Saved entries
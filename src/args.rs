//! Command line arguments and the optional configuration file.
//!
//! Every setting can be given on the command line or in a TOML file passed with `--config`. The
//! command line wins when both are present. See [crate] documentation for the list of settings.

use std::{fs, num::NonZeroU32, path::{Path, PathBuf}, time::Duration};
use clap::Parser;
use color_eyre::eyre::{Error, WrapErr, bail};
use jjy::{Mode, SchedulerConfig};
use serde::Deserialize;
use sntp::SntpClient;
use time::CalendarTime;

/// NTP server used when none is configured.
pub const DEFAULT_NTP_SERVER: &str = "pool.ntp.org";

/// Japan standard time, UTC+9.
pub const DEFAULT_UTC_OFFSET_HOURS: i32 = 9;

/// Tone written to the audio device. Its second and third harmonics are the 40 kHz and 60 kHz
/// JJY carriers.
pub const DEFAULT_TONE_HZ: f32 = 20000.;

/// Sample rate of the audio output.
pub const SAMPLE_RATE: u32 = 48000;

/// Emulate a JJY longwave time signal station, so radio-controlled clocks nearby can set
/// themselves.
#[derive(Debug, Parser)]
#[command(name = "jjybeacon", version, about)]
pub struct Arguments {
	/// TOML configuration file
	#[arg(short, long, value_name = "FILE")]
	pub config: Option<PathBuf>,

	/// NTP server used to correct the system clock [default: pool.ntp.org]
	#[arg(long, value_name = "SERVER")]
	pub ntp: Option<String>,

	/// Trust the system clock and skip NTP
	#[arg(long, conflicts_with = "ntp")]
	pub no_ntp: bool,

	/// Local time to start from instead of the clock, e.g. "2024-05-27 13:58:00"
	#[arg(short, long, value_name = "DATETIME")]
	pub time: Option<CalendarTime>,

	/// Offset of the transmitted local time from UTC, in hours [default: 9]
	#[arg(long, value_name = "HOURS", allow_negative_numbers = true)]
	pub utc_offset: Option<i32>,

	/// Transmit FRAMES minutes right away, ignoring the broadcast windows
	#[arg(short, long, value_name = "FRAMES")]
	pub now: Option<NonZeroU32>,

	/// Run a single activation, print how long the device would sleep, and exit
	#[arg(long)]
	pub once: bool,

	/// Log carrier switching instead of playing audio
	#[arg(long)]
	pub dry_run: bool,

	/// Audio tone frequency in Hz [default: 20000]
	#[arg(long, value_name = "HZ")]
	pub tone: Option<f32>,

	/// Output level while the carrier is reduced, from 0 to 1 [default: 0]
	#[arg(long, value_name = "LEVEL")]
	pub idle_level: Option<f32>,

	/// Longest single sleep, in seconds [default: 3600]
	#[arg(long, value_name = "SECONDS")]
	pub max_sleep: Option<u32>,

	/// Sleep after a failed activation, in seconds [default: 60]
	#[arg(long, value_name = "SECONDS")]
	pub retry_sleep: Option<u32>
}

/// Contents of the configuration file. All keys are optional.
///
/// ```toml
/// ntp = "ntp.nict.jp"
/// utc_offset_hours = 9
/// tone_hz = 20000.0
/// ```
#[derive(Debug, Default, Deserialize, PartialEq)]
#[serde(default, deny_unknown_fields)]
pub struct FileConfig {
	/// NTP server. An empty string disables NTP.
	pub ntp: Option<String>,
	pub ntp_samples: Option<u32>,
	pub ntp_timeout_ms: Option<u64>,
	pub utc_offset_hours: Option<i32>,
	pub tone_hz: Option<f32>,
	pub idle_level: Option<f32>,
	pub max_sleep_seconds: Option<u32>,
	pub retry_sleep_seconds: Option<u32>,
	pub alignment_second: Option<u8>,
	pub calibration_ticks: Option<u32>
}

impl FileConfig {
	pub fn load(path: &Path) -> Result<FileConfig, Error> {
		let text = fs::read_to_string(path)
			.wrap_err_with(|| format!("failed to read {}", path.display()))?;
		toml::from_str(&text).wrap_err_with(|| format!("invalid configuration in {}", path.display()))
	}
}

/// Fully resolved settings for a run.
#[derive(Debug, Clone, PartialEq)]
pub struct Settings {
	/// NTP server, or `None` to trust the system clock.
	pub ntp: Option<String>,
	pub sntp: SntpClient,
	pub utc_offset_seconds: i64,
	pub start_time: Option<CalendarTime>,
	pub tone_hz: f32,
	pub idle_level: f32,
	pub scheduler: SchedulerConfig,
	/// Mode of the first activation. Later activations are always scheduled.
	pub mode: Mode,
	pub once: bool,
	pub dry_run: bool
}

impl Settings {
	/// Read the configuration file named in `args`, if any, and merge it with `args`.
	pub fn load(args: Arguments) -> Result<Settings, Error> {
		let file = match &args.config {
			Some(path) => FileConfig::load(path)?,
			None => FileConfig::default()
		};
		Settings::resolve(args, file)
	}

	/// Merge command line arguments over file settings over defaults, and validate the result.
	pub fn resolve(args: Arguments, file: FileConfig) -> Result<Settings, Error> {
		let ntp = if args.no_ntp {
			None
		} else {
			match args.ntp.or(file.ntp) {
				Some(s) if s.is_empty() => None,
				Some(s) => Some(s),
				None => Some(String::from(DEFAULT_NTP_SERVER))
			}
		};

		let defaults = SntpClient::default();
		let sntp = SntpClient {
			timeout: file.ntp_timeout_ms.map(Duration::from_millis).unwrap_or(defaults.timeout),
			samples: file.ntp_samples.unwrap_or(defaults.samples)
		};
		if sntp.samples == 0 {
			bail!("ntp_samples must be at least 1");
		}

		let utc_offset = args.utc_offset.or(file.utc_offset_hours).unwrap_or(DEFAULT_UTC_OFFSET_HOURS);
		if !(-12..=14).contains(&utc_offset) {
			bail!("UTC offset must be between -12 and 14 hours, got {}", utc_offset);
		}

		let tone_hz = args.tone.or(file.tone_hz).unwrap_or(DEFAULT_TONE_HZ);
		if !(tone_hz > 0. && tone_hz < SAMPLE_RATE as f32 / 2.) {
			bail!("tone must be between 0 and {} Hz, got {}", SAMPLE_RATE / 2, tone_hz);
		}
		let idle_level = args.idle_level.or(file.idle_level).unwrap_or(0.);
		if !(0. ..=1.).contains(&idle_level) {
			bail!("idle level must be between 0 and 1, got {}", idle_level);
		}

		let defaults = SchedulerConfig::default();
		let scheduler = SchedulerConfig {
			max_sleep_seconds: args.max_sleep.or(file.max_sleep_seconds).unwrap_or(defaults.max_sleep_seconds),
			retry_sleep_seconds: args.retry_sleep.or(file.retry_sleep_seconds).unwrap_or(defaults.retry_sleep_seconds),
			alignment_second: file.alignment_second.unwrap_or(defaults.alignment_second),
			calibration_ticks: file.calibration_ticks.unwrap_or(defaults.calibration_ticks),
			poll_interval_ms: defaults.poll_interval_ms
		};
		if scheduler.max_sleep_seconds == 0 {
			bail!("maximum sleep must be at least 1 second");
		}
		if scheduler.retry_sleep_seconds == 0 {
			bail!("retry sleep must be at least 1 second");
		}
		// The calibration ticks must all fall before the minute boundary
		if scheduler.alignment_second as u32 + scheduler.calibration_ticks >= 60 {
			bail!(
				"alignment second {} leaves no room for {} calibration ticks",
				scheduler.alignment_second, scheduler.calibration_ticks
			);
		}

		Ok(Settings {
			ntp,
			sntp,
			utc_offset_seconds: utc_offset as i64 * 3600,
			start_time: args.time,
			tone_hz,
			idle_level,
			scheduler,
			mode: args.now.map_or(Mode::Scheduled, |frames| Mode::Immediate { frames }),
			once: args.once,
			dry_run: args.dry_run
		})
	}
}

### [Goal of the exercise]
Every entry above should be given again exactly as shown.

### [Solution below]
filename src/args.rs
//! Command line arguments and the optional configuration file.
//!
//! Every setting can be given on the command line or in a TOML file passed with `--config`. The
//! command line wins when both are present. See [crate] documentation for the list of settings.

use std::{fs, num::NonZeroU32, path::{Path, PathBuf}, time::Duration};
use clap::Parser;
use color_eyre::eyre::{Error, WrapErr, bail};
use jjy::{Mode, SchedulerConfig};
use serde::Deserialize;
use sntp::SntpClient;
use time::CalendarTime;

/// NTP server used when none is configured.
pub const DEFAULT_NTP_SERVER: &str = "pool.ntp.org";

/// Japan standard time, UTC+9.
pub const DEFAULT_UTC_OFFSET_HOURS: i32 = 9;

/// Tone written to the audio device. Its second and third harmonics are the 40 kHz and 60 kHz
/// JJY carriers.
pub const DEFAULT_TONE_HZ: f32 = 20000.;

/// Sample rate of the audio output.
pub const SAMPLE_RATE: u32 = 48000;

/// Emulate a JJY longwave time signal station, so radio-controlled clocks nearby can set
/// themselves.
#[derive(Debug, Parser)]
#[command(name = "jjybeacon", version, about)]
pub struct Arguments {
	/// TOML configuration file
	#[arg(short, long, value_name = "FILE")]
	pub config: Option<PathBuf>,

	/// NTP server used to correct the system clock [default: pool.ntp.org]
	#[arg(long, value_name = "SERVER")]
	pub ntp: Option<String>,

	/// Trust the system clock and skip NTP
	#[arg(long, conflicts_with = "ntp")]
	pub no_ntp: bool,

	/// Local time to start from instead of the clock, e.g. "2024-05-27 13:58:00"
	#[arg(short, long, value_name = "DATETIME")]
	pub time: Option<CalendarTime>,

	/// Offset of the transmitted local time from UTC, in hours [default: 9]
	#[arg(long, value_name = "HOURS", allow_negative_numbers = true)]
	pub utc_offset: Option<i32>,

	/// Transmit FRAMES minutes right away, ignoring the broadcast windows
	#[arg(short, long, value_name = "FRAMES")]
	pub now: Option<NonZeroU32>,

	/// Run a single activation, print how long the device would sleep, and exit
	#[arg(long)]
	pub once: bool,

	/// Log carrier switching instead of playing audio
	#[arg(long)]
	pub dry_run: bool,

	/// Audio tone frequency in Hz [default: 20000]
	#[arg(long, value_name = "HZ")]
	pub tone: Option<f32>,

	/// Output level while the carrier is reduced, from 0 to 1 [default: 0]
	#[arg(long, value_name = "LEVEL")]
	pub idle_level: Option<f32>,

	/// Longest single sleep, in seconds [default: 3600]
	#[arg(long, value_name = "SECONDS")]
	pub max_sleep: Option<u32>,

	/// Sleep after a failed activation, in seconds [default: 60]
	#[arg(long, value_name = "SECONDS")]
	pub retry_sleep: Option<u32>
}

/// Contents of the configuration file. All keys are optional.
///
/// ```toml
/// ntp = "ntp.nict.jp"
/// utc_offset_hours = 9
/// tone_hz = 20000.0
/// ```
#[derive(Debug, Default, Deserialize, PartialEq)]
#[serde(default, deny_unknown_fields)]
pub struct FileConfig {
	/// NTP server. An empty string disables NTP.
	pub ntp: Option<String>,
	pub ntp_samples: Option<u32>,
	pub ntp_timeout_ms: Option<u64>,
	pub utc_offset_hours: Option<i32>,
	pub tone_hz: Option<f32>,
	pub idle_level: Option<f32>,
	pub max_sleep_seconds: Option<u32>,
	pub retry_sleep_seconds: Option<u32>,
	pub alignment_second: Option<u8>,
	pub calibration_ticks: Option<u32>
}

impl FileConfig {
	pub fn load(path: &Path) -> Result<FileConfig, Error> {
		let text = fs::read_to_string(path)
			.wrap_err_with(|| format!("failed to read {}", path.display()))?;
		toml::from_str(&text).wrap_err_with(|| format!("invalid configuration in {}", path.display()))
	}
}

/// Fully resolved settings for a run.
#[derive(Debug, Clone, PartialEq)]
pub struct Settings {
	/// NTP server, or `None` to trust the system clock.
	pub ntp: Option<String>,
	pub sntp: SntpClient,
	pub utc_offset_seconds: i64,
	pub start_time: Option<CalendarTime>,
	pub tone_hz: f32,
	pub idle_level: f32,
	pub scheduler: SchedulerConfig,
	/// Mode of the first activation. Later activations are always scheduled.
	pub mode: Mode,
	pub once: bool,
	pub dry_run: bool
}

impl Settings {
	/// Read the configuration file named in `args`, if any, and merge it with `args`.
	pub fn load(args: Arguments) -> Result<Settings, Error> {
		let file = match &args.config {
			Some(path) => FileConfig::load(path)?,
			None => FileConfig::default()
		};
		Settings::resolve(args, file)
	}

	/// Merge command line arguments over file settings over defaults, and validate the result.
	pub fn resolve(args: Arguments, file: FileConfig) -> Result<Settings, Error> {
		let ntp = if args.no_ntp {
			None
		} else {
			match args.ntp.or(file.ntp) {
				Some(s) if s.is_empty() => None,
				Some(s) => Some(s),
				None => Some(String::from(DEFAULT_NTP_SERVER))
			}
		};

		let defaults = SntpClient::default();
		let sntp = SntpClient {
			timeout: file.ntp_timeout_ms.map(Duration::from_millis).unwrap_or(defaults.timeout),
			samples: file.ntp_samples.unwrap_or(defaults.samples)
		};
		if sntp.samples == 0 {
			bail!("ntp_samples must be at least 1");
		}

		let utc_offset = args.utc_offset.or(file.utc_offset_hours).unwrap_or(DEFAULT_UTC_OFFSET_HOURS);
		if !(-12..=14).contains(&utc_offset) {
			bail!("UTC offset must be between -12 and 14 hours, got {}", utc_offset);
		}

		let tone_hz = args.tone.or(file.tone_hz).unwrap_or(DEFAULT_TONE_HZ);
		if !(tone_hz > 0. && tone_hz < SAMPLE_RATE as f32 / 2.) {
			bail!("tone must be between 0 and {} Hz, got {}", SAMPLE_RATE / 2, tone_hz);
		}
		let idle_level = args.idle_level.or(file.idle_level).unwrap_or(0.);
		if !(0. ..=1.).contains(&idle_level) {
			bail!("idle level must be between 0 and 1, got {}", idle_level);
		}

		let defaults = SchedulerConfig::default();
		let scheduler = SchedulerConfig {
			max_sleep_seconds: args.max_sleep.or(file.max_sleep_seconds).unwrap_or(defaults.max_sleep_seconds),
			retry_sleep_seconds: args.retry_sleep.or(file.retry_sleep_seconds).unwrap_or(defaults.retry_sleep_seconds),
			alignment_second: file.alignment_second.unwrap_or(defaults.alignment_second),
			calibration_ticks: file.calibration_ticks.unwrap_or(defaults.calibration_ticks),
			poll_interval_ms: defaults.poll_interval_ms
		};
		if scheduler.max_sleep_seconds == 0 {
			bail!("maximum sleep must be at least 1 second");
		}
		if scheduler.retry_sleep_seconds == 0 {
			bail!("retry sleep must be at least 1 second");
		}
		// The calibration ticks must all fall before the minute boundary
		if scheduler.alignment_second as u32 + scheduler.calibration_ticks >= 60 {
			bail!(
				"alignment second {} leaves no room for {} calibration ticks",
				scheduler.alignment_second, scheduler.calibration_ticks
			);
		}

		Ok(Settings {
			ntp,
			sntp,
			utc_offset_seconds: utc_offset as i64 * 3600,
			start_time: args.time,
			tone_hz,
			idle_level,
			scheduler,
			mode: args.now.map_or(Mode::Scheduled, |frames| Mode::Immediate { frames }),
			once: args.once,
			dry_run: args.dry_run
		})
	}
}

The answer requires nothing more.